Diane is a manager at a small movie theater. On Wednesday, she sold twenty adult and children’s tickets. Adult tickets are $3 each. Children’s tickets are $2 each. On Wednesday, the theater made $125 from ticket sales. How many adult tickets were sold? How many children’s tickets were sold?
3*20<125; you sold more then 20 tickets or didn't make $125
To find the number of adult tickets sold, let's assume "x" to represent the number of adult tickets sold.
Since adult tickets are priced at $3, the revenue generated from adult ticket sales can be calculated by multiplying the number of adult tickets sold by the price of each adult ticket:
Revenue from adult ticket sales = x adult tickets * $3 per adult ticket
Similarly, let's assume "y" to represent the number of children's tickets sold.
Since children's tickets are priced at $2, the revenue generated from children's ticket sales can be calculated by multiplying the number of children's tickets sold by the price of each children's ticket:
Revenue from children's ticket sales = y children's tickets * $2 per children's ticket
We also know that the total revenue from ticket sales on Wednesday was $125. So, we can express this mathematically as:
Total revenue = Revenue from adult ticket sales + Revenue from children's ticket sales
Or,
$125 = x adult tickets * $3 per adult ticket + y children's tickets * $2 per children's ticket
Now, we can solve this system of equations to find the values of x and y.
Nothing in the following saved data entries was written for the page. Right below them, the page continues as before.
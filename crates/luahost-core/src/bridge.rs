//! Conversions between guest values and [`ForeignValue`], and the userdata
//! proxies that stand in for host callables and objects inside the guest.

use std::sync::Arc;

use mlua::{AnyUserData, Lua, MetaMethod, MultiValue, UserData, UserDataMethods, Value};

use crate::dispatch::{self, raise};
use crate::error::{BridgeError, Result};
use crate::registry::SharedRegistry;
use crate::slots::{CallbackId, StructId};
use crate::value::{ForeignValue, GuestFunction};

/// Guest tables nested deeper than this are rejected instead of converted.
pub const MAX_DEPTH: usize = 64;

/// Guest-visible stand-in for a host callable. Holds only the id; the
/// callable is looked up again on every call.
#[derive(Clone, Copy, Debug)]
pub(crate) struct CallableProxy {
    pub(crate) id: CallbackId,
}

impl UserData for CallableProxy {
    fn add_methods<M: UserDataMethods<Self>>(methods: &mut M) {
        methods.add_meta_method(MetaMethod::Call, |lua, this, args: MultiValue| {
            dispatch::invoke(lua, this.id, args)
        });
        methods.add_meta_method(MetaMethod::Eq, |_, this, other: AnyUserData| {
            Ok(other
                .borrow::<CallableProxy>()
                .map(|o| o.id == this.id)
                .unwrap_or(false))
        });
        methods.add_meta_method(MetaMethod::ToString, |_, this, ()| Ok(this.id.to_string()));
    }
}

/// Guest-visible stand-in for a host object.
#[derive(Clone, Copy, Debug)]
pub(crate) struct StructProxy {
    pub(crate) id: StructId,
}

impl UserData for StructProxy {
    fn add_methods<M: UserDataMethods<Self>>(methods: &mut M) {
        methods.add_meta_method(MetaMethod::Index, |lua, this, key: String| {
            let id = this.id;
            let obj = SharedRegistry::of(lua)?.resolve_struct(id).map_err(raise)?;
            let obj = obj.try_borrow().map_err(|_| raise(BridgeError::StructBusy(id)))?;

            let is_method =
                dispatch::guarded(|| Ok(obj.methods().contains(&key.as_str()))).map_err(raise)?;
            if is_method {
                let method = lua.create_function(move |lua, args: MultiValue| {
                    dispatch::invoke_method(lua, id, &key, args)
                })?;
                return Ok(Value::Function(method));
            }
            match dispatch::guarded(|| Ok(obj.get(&key))).map_err(raise)? {
                Some(v) => to_guest(lua, v).map_err(raise),
                None => Ok(Value::Nil),
            }
        });
        methods.add_meta_method(
            MetaMethod::NewIndex,
            |lua, this, (key, value): (String, Value)| {
                let value = from_guest(lua, value, 0).map_err(raise)?;
                let obj = SharedRegistry::of(lua)?
                    .resolve_struct(this.id)
                    .map_err(raise)?;
                let mut obj = obj
                    .try_borrow_mut()
                    .map_err(|_| raise(BridgeError::StructBusy(this.id)))?;
                dispatch::guarded(|| obj.set(&key, value)).map_err(raise)
            },
        );
        methods.add_meta_method(MetaMethod::Eq, |_, this, other: AnyUserData| {
            Ok(other
                .borrow::<StructProxy>()
                .map(|o| o.id == this.id)
                .unwrap_or(false))
        });
        methods.add_meta_method(MetaMethod::ToString, |_, this, ()| Ok(this.id.to_string()));
    }
}

pub(crate) fn callback_id_of(value: &Value) -> Option<CallbackId> {
    match value {
        Value::UserData(ud) => ud.borrow::<CallableProxy>().ok().map(|p| p.id),
        _ => None,
    }
}

pub(crate) fn struct_id_of(value: &Value) -> Option<StructId> {
    match value {
        Value::UserData(ud) => ud.borrow::<StructProxy>().ok().map(|p| p.id),
        _ => None,
    }
}

pub(crate) fn describe(value: &Value) -> String {
    match value {
        Value::UserData(_) => "foreign userdata".to_string(),
        other => other.type_name().to_string(),
    }
}

pub(crate) fn to_guest(lua: &Lua, value: ForeignValue) -> Result<Value> {
    let value = match value {
        ForeignValue::None => Value::Nil,
        ForeignValue::Boolean(b) => Value::Boolean(b),
        ForeignValue::Integer(i) => Value::Integer(i),
        ForeignValue::Number(n) => Value::Number(n),
        ForeignValue::String(s) | ForeignValue::Error(s) => Value::String(lua.create_string(s)?),
        ForeignValue::Bytes(b) => Value::String(lua.create_string(b)?),
        ForeignValue::Table(pairs) => {
            let table = lua.create_table_with_capacity(0, pairs.len())?;
            for (k, v) in pairs {
                if k.is_none() {
                    return Err(BridgeError::Unsupported("nil table key".into()));
                }
                table.raw_set(to_guest(lua, k)?, to_guest(lua, v)?)?;
            }
            Value::Table(table)
        }
        ForeignValue::Callback(id) => Value::UserData(lua.create_userdata(CallableProxy { id })?),
        ForeignValue::Struct(id) => Value::UserData(lua.create_userdata(StructProxy { id })?),
        ForeignValue::Function(f) => lua.registry_value(&f.0)?,
    };
    Ok(value)
}

pub(crate) fn from_guest(lua: &Lua, value: Value, depth: usize) -> Result<ForeignValue> {
    let value = match value {
        Value::Nil => ForeignValue::None,
        Value::Boolean(b) => ForeignValue::Boolean(b),
        Value::Integer(i) => ForeignValue::Integer(i),
        Value::Number(n) => ForeignValue::Number(n),
        Value::String(s) => match s.to_str() {
            Ok(text) => ForeignValue::String((*text).to_owned()),
            Err(_) => ForeignValue::Bytes(s.as_bytes().to_vec()),
        },
        Value::Table(table) => {
            if depth >= MAX_DEPTH {
                return Err(BridgeError::TooDeep(MAX_DEPTH));
            }
            let mut pairs = Vec::new();
            for pair in table.pairs::<Value, Value>() {
                let (k, v) = pair?;
                pairs.push((from_guest(lua, k, depth + 1)?, from_guest(lua, v, depth + 1)?));
            }
            ForeignValue::Table(pairs)
        }
        Value::Function(f) => ForeignValue::Function(GuestFunction(Arc::new(
            lua.create_registry_value(f)?,
        ))),
        Value::UserData(ud) => {
            if let Ok(p) = ud.borrow::<CallableProxy>() {
                ForeignValue::Callback(p.id)
            } else if let Ok(p) = ud.borrow::<StructProxy>() {
                ForeignValue::Struct(p.id)
            } else {
                return Err(BridgeError::Unsupported("userdata".into()));
            }
        }
        Value::Error(e) => ForeignValue::Error(e.to_string()),
        other => return Err(BridgeError::Unsupported(other.type_name().to_string())),
    };
    Ok(value)
}

pub(crate) fn to_guest_multi(lua: &Lua, values: Vec<ForeignValue>) -> Result<MultiValue> {
    values.into_iter().map(|v| to_guest(lua, v)).collect()
}

pub(crate) fn from_guest_multi(lua: &Lua, values: MultiValue) -> Result<Vec<ForeignValue>> {
    values.into_iter().map(|v| from_guest(lua, v, 0)).collect()
}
The solution will give us the number of adult and children's tickets sold.
Alternatively, since we know that there were a total of twenty tickets sold (adult + children), we can use this information to set up another equation:
Total tickets sold = Number of adult tickets + Number of children's tickets
Or,
20 = x adult tickets + y children's tickets
Now, we have a system of two equations:
$125 = x * $3 + y * $2
20 = x + y
We can solve this system of equations using various methods such as substitution or elimination to find the values of x and y.